In various embodiments, the present invention comprises a well advisor system for monitoring and managing well drilling and production operations. The system may be accessed through one or more workstations, or other computing devices. A workstation comprises one or more computers or computing devices, and may be located at a well site or remotely. The system can be implemented on a single computer system, multiple computers, a computer server, a handheld computing device, a tablet computing device, a smart phone, or any other type of computing device.
The system is in communication with and receives input from various sensors. In general, the system collects real-time sensor data sampled during operations at the well site, which may include drilling operations, running casing or tubular goods, completion operations, or the like. The system processes the data, and provides nearly instantaneous numerical and visual feedback through a variety of graphical user interfaces (“GUIs”).
The GUIs are populated with dynamically updated information, static information, and risk assessments, although they also may be populated with other types of information. The users of the system thus are able to view and understand a substantial amount of information about the status of the particular well site operation in a single view, with the ability to obtain more detailed information in a series of additional views.

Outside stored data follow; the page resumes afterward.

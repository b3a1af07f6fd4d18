//! Lookup tables built from the enumerated streams.
//!
//! Types are reconciled against [`DSType`] by exact name. Blobs and instances
//! stay keyed by remote type id; a local lookup goes `DSType` to remote id to
//! entry.

use std::collections::HashMap;

use tracing::{debug, warn};

use super::entity::{enum_blobs, enum_instances, enum_types, RemoteType};
use super::stream::StreamSet;
use crate::config::ReaderConfig;
use crate::ds_type::DSType;
use crate::error::{ReaderError, ReaderResult};
use crate::types::{Address, TargetLayout};

/// Immutable tables for one parsed context
#[derive(Debug, Clone, Default, PartialEq, Eq)]
pub struct ContractTables
{
    types: Vec<RemoteType>,
    index_by_id: HashMap<u16, usize>,
    index_by_name: HashMap<String, usize>,
    remote_to_local: HashMap<u16, DSType>,
    details_by_local: HashMap<DSType, usize>,
    blobs: HashMap<u16, Vec<u8>>,
    instances: HashMap<u16, Address>,
}

impl ContractTables
{
    /// Enumerate all streams and reconcile types.
    ///
    /// Nothing is returned unless every stream enumerates cleanly.
    ///
    /// ## Errors
    ///
    /// Returns [`ReaderError::EnumerationFailure`] for malformed entities, two
    /// types sharing a numeric id, or a `Ptr` type whose size is not the
    /// negotiated pointer width.
    pub fn build(streams: &StreamSet, layout: &TargetLayout, config: &ReaderConfig) -> ReaderResult<Self>
    {
        let mut tables = Self::default();

        enum_types(&streams.types, layout, |remote| tables.insert_type(remote))?;
        tables.reconcile(layout, config)?;

        enum_blobs(&streams.blobs, layout, |blob| {
            if tables.blobs.contains_key(&blob.type_id) {
                debug!(type_id = blob.type_id, "ignoring older blob");
            } else {
                tables.blobs.insert(blob.type_id, blob.data.to_vec());
            }
            Ok(())
        })?;

        enum_instances(&streams.instances, layout, |instance| {
            if tables.instances.contains_key(&instance.type_id) {
                debug!(type_id = instance.type_id, "ignoring older instance");
            } else {
                tables.instances.insert(instance.type_id, instance.address);
            }
            Ok(())
        })?;

        debug!(
            types = tables.types.len(),
            mapped = tables.details_by_local.len(),
            blobs = tables.blobs.len(),
            instances = tables.instances.len(),
            "contract tables built"
        );
        Ok(tables)
    }

    fn insert_type(&mut self, remote: RemoteType) -> ReaderResult<()>
    {
        if self.index_by_id.contains_key(&remote.id) {
            return Err(ReaderError::enumeration(
                "types",
                format!("type id {} is published twice", remote.id),
            ));
        }
        if self.index_by_name.contains_key(&remote.name) {
            warn!(name = %remote.name, id = remote.id, "ignoring duplicate remote type name");
            return Ok(());
        }
        let index = self.types.len();
        self.index_by_id.insert(remote.id, index);
        self.index_by_name.insert(remote.name.clone(), index);
        self.types.push(remote);
        Ok(())
    }

    fn reconcile(&mut self, layout: &TargetLayout, config: &ReaderConfig) -> ReaderResult<()>
    {
        for (index, remote) in self.types.iter().enumerate() {
            let Some(local) = DSType::from_name(&remote.name) else {
                debug!(name = %remote.name, id = remote.id, "skipping unknown remote type");
                continue;
            };
            if remote.version != local.version() {
                warn!(
                    %local,
                    expected = local.version(),
                    found = remote.version,
                    strict = config.strict_versions,
                    "remote type version mismatch"
                );
                if config.strict_versions {
                    continue;
                }
            }
            if local == DSType::Ptr && remote.size != layout.pointer_size() as u64 {
                return Err(ReaderError::enumeration(
                    "types",
                    format!(
                        "Ptr has size {} but the target uses {} pointers",
                        remote.size, layout.pointer_width
                    ),
                ));
            }
            self.remote_to_local.insert(remote.id, local);
            self.details_by_local.insert(local, index);
        }
        Ok(())
    }

    /// Every remote type in enumeration order, mapped or not
    pub fn remote_types(&self) -> impl Iterator<Item = &RemoteType>
    {
        self.types.iter()
    }

    /// Remote type by numeric id
    #[must_use]
    pub fn remote_type(&self, id: u16) -> Option<&RemoteType>
    {
        self.index_by_id.get(&id).map(|&index| &self.types[index])
    }

    /// Remote type by exact name
    #[must_use]
    pub fn remote_type_by_name(&self, name: &str) -> Option<&RemoteType>
    {
        self.index_by_name.get(name).map(|&index| &self.types[index])
    }

    /// Local type a remote id was mapped to
    #[must_use]
    pub fn local_type(&self, remote_id: u16) -> Option<DSType>
    {
        self.remote_to_local.get(&remote_id).copied()
    }

    /// Details of the remote type mapped to `local`
    #[must_use]
    pub fn type_details(&self, local: DSType) -> Option<&RemoteType>
    {
        self.details_by_local.get(&local).map(|&index| &self.types[index])
    }

    /// Remote id mapped to `local`
    #[must_use]
    pub fn remote_id(&self, local: DSType) -> Option<u16>
    {
        self.type_details(local).map(|remote| remote.id)
    }

    /// Blob bytes for `local`
    #[must_use]
    pub fn blob(&self, local: DSType) -> Option<&[u8]>
    {
        self.remote_id(local)
            .and_then(|id| self.blobs.get(&id))
            .map(Vec::as_slice)
    }

    /// Instance address for `local`
    #[must_use]
    pub fn instance(&self, local: DSType) -> Option<Address>
    {
        self.remote_id(local).and_then(|id| self.instances.get(&id).copied())
    }

    /// Number of blobs, including ones for unmapped types
    #[must_use]
    pub fn blob_count(&self) -> usize
    {
        self.blobs.len()
    }
}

In one embodiment, the system is installed at the well site, and thus reduces the need to transmit date to a remote site for processing. The well site can be an offshore drilling platform or land-based drilling rig. This reduces delays due to transmitting information to a remote site for processing, then transmitting the results of that processing back to the well site. It also reduces potential inaccuracies in the analysis due to the reduction in the data being transmitted. The system thus allows personnel at the well site to monitor the well site operation in real time, and respond to changes or uncertainties encountered during the operation. The response may include comparing the real time data to the current well plan, and modifying the well plan.
In yet another embodiment, the system is installed at a remote site, in addition to the well site. This permits users at the remote site to monitor the well-site operation in a similar manner to a user at the well-site installation.
In some exemplary embodiments, the system is a web-enabled application, and the system software may be accessed over a network connection such as the Internet. A user can access the software via the user's web browser. In some embodiments, the system performs all of the computations and processing described herein and only display data is transmitted to the remote browser or client for rendering screen displays on the remote computer. In another embodiment, the remote browser or software on the remote system performs some of the functionality described herein.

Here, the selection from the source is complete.